INSTRUCTIONS FOR THE TASK:
Look through the data below, and copy each line that carries the word "available".

○ ○ ○

#[cfg(test)]
#[allow(clippy::unwrap_used)]
mod tests {
    use super::*;

    #[test]
    fn blank_required_field_is_rejected() {
        let req = CreateBusRequest {
            plate_number: "  ".into(),
            make: "Volvo".into(),
            model: None,
            capacity: 40,
            establishment_id: None,
            driver_id: None,
        };
        let err = req.validate().unwrap_err();
        assert_eq!(err.to_string(), "Validation failed: plateNumber: is required");
    }

    #[test]
    fn update_never_touches_identity() {
        let mut bus = Bus {
            id: EntityId::new(3),
            plate_number: "A".into(),
            make: "B".into(),
            model: None,
            capacity: 10,
            establishment_id: None,
            driver_id: None,
        };
        let patch: UpdateBusRequest =
            serde_json::from_str(r#"{"id": 99, "capacity": 12}"#).unwrap();

        patch.apply(&mut bus);

        assert_eq!(bus.id, EntityId::new(3));
        assert_eq!(bus.capacity, 12);
        assert_eq!(bus.make, "B");
    }

    #[test]
    fn parent_payload_omits_student_ids() {
        let req: CreateParentRequest = serde_json::from_str(
            r#"{"firstName":"A","lastName":"B","email":"a@b.ma","studentIds":[10,11]}"#,
        )
        .unwrap();
        assert_eq!(req.student_ids.len(), 2);

        let body = serde_json::to_value(&req).unwrap();
        assert!(body.get("studentIds").is_none());
    }

    #[test]
    fn trip_requires_route() {
        let req: CreateTripRequest = serde_json::from_str(
            r#"{"routeId":null,"date":"2026-09-07","departureTime":"07:15:00"}"#,
        )
        .unwrap();
        assert!(req.validate().is_err());
    }
}
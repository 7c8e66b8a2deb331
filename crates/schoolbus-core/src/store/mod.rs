// ── Snapshot store ──

mod data_store;
pub mod demo;
mod snapshot;

pub use data_store::DataStore;
pub use snapshot::Snapshot;
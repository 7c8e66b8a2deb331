//! CLI error types with miette diagnostics.
//!
//! Maps `CoreError` and `ConfigError` into user-facing errors with
//! actionable help text.

use miette::Diagnostic;
use thiserror::Error;

use schoolbus_config::ConfigError;
use schoolbus_core::CoreError;

/// Process exit codes.
pub mod exit_code {
    pub const GENERAL: i32 = 1;
    pub const USAGE: i32 = 2;
    pub const AUTH: i32 = 3;
    pub const NOT_FOUND: i32 = 4;
    pub const PERMISSION: i32 = 5;
    pub const CONNECTION: i32 = 7;
    pub const TIMEOUT: i32 = 8;
}

#[derive(Debug, Error, Diagnostic)]
pub enum CliError {
    // ── Connection ───────────────────────────────────────────────────

    #[error("Could not reach the backend at {url}")]
    #[diagnostic(
        code(schoolbus::connection_failed),
        help(
            "Check that the backend is running and accessible.\n\
             Reason: {reason}\n\
             Self-signed certificate? Try --insecure (-k)."
        )
    )]
    ConnectionFailed { url: String, reason: String },

    #[error("Backend request timed out")]
    #[diagnostic(
        code(schoolbus::timeout),
        help("Increase the timeout with --timeout or check backend responsiveness.")
    )]
    Timeout,

    // ── Authentication ───────────────────────────────────────────────

    #[error("Authentication failed: {message}")]
    #[diagnostic(
        code(schoolbus::auth_failed),
        help(
            "Check the API token of the active profile.\n\
             Pass one with --api-token or set SCHOOLBUS_API_TOKEN."
        )
    )]
    AuthFailed { message: String },

    #[error("Permission denied: {message}")]
    #[diagnostic(code(schoolbus::permission_denied))]
    PermissionDenied { message: String },

    // ── Resources ────────────────────────────────────────────────────

    #[error("{resource_type} '{identifier}' not found")]
    #[diagnostic(
        code(schoolbus::not_found),
        help("Run: schoolbus {list_command} to see what exists")
    )]
    NotFound {
        resource_type: String,
        identifier: String,
        list_command: String,
    },

    #[error("Not found on the backend: {message}")]
    #[diagnostic(code(schoolbus::remote_not_found))]
    RemoteNotFound { message: String },

    // ── Backend ──────────────────────────────────────────────────────

    #[error("Backend rejected the operation ({status}): {message}")]
    #[diagnostic(code(schoolbus::rejected))]
    Rejected { status: String, message: String },

    // ── Validation ───────────────────────────────────────────────────

    #[error("Invalid value for {field}: {reason}")]
    #[diagnostic(code(schoolbus::validation))]
    Validation { field: String, reason: String },

    // ── Local data ───────────────────────────────────────────────────

    #[error("Dataset {path} could not be used: {reason}")]
    #[diagnostic(
        code(schoolbus::dataset),
        help("Point --data at a writable JSON file, or delete a corrupted one to start from demo data.")
    )]
    Dataset { path: String, reason: String },

    // ── Configuration ────────────────────────────────────────────────

    #[error("Profile '{name}' not found in configuration")]
    #[diagnostic(
        code(schoolbus::profile_not_found),
        help(
            "Available profiles: {available}\n\
             Create one with: schoolbus config init"
        )
    )]
    ProfileNotFound { name: String, available: String },

    #[error(transparent)]
    #[diagnostic(code(schoolbus::config))]
    Config(Box<figment::Error>),

    // ── Interactive ──────────────────────────────────────────────────

    #[error("Destructive operation '{action}' requires confirmation")]
    #[diagnostic(
        code(schoolbus::confirmation_required),
        help("Use --yes (-y) to skip confirmation in non-interactive contexts.")
    )]
    NonInteractiveRequiresYes { action: String },

    // ── Internal ─────────────────────────────────────────────────────

    #[error("Internal error: {message}")]
    #[diagnostic(code(schoolbus::internal))]
    Internal { message: String },

    // ── IO / Serialization ───────────────────────────────────────────

    #[error(transparent)]
    Io(#[from] std::io::Error),

    #[error("Invalid JSON: {0}")]
    #[diagnostic(code(schoolbus::json), help("Check the JSON file contents and try again."))]
    Json(#[from] serde_json::Error),

    #[error("YAML rendering failed: {0}")]
    #[diagnostic(code(schoolbus::yaml))]
    Yaml(#[from] serde_yaml::Error),

    #[error("Failed to write configuration: {0}")]
    #[diagnostic(code(schoolbus::config_write))]
    ConfigWrite(#[from] toml::ser::Error),
}

impl From<figment::Error> for CliError {
    fn from(err: figment::Error) -> Self {
        Self::Config(Box::new(err))
    }
}

impl CliError {
    /// Map this error to an exit code for process termination.
    pub fn exit_code(&self) -> i32 {
        match self {
            Self::ConnectionFailed { .. } => exit_code::CONNECTION,
            Self::Timeout => exit_code::TIMEOUT,
            Self::AuthFailed { .. } => exit_code::AUTH,
            Self::PermissionDenied { .. } => exit_code::PERMISSION,
            Self::NotFound { .. } | Self::RemoteNotFound { .. } => exit_code::NOT_FOUND,
            Self::Validation { .. } | Self::NonInteractiveRequiresYes { .. } => exit_code::USAGE,
            _ => exit_code::GENERAL,
        }
    }
}

// ── CoreError → CliError mapping ─────────────────────────────────────

impl From<CoreError> for CliError {
    fn from(err: CoreError) -> Self {
        match err {
            CoreError::NotFound { kind, id } => CliError::NotFound {
                resource_type: kind.label().into(),
                identifier: id.to_string(),
                list_command: format!("{} list", kind.resource()),
            },

            CoreError::RemoteNotFound { message } => CliError::RemoteNotFound { message },

            CoreError::ValidationFailed { field, message } => CliError::Validation {
                field,
                reason: message,
            },

            CoreError::ConnectionFailed { url, reason } => {
                CliError::ConnectionFailed { url, reason }
            }

            CoreError::AuthenticationFailed { message } => CliError::AuthFailed { message },

            CoreError::PermissionDenied { message } => CliError::PermissionDenied { message },

            CoreError::Timeout => CliError::Timeout,

            CoreError::Rejected { message, status } => CliError::Rejected {
                status: status.map_or_else(|| "no status".into(), |s| s.to_string()),
                message,
            },

            CoreError::Dataset { path, reason } => CliError::Dataset { path, reason },

            CoreError::Config { message } => CliError::Validation {
                field: "config".into(),
                reason: message,
            },

            CoreError::Internal(message) => CliError::Internal { message },
        }
    }
}

// ── ConfigError → CliError mapping ───────────────────────────────────

impl From<ConfigError> for CliError {
    fn from(err: ConfigError) -> Self {
        match err {
            ConfigError::Validation { field, reason } => CliError::Validation { field, reason },
            ConfigError::Serialization(e) => CliError::ConfigWrite(e),
            ConfigError::Figment(e) => CliError::Config(e),
            ConfigError::Io(e) => CliError::Io(e),
        }
    }
}

#[cfg(test)]
mod tests {
    use schoolbus_core::{EntityId, EntityKind};

    use super::*;

    #[test]
    fn not_found_points_at_list_command() {
        let err = CliError::from(CoreError::NotFound {
            kind: EntityKind::Bus,
            id: EntityId::new(42),
        });
        assert_eq!(err.exit_code(), exit_code::NOT_FOUND);
        assert_eq!(err.to_string(), "bus '42' not found");
        match err {
            CliError::NotFound { list_command, .. } => assert_eq!(list_command, "buses list"),
            other => panic!("unexpected {other:?}"),
        }
    }

    #[test]
    fn validation_is_a_usage_error() {
        let err = CliError::from(CoreError::validation("plateNumber", "is required"));
        assert_eq!(err.exit_code(), exit_code::USAGE);
    }

    #[test]
    fn remote_failures_map_to_distinct_codes() {
        assert_eq!(CliError::from(CoreError::Timeout).exit_code(), exit_code::TIMEOUT);
        let conn = CoreError::ConnectionFailed {
            url: "https://api.example".into(),
            reason: "refused".into(),
        };
        assert_eq!(CliError::from(conn).exit_code(), exit_code::CONNECTION);
        let rejected = CoreError::Rejected {
            message: "Lien refusé".into(),
            status: Some(409),
        };
        assert_eq!(
            CliError::from(rejected).to_string(),
            "Backend rejected the operation (409): Lien refusé"
        );
    }
}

○ ○ ○

ANSWER TO THIS EXERCISE:
            "Available profiles: {available}\n\
    ProfileNotFound { name: String, available: String },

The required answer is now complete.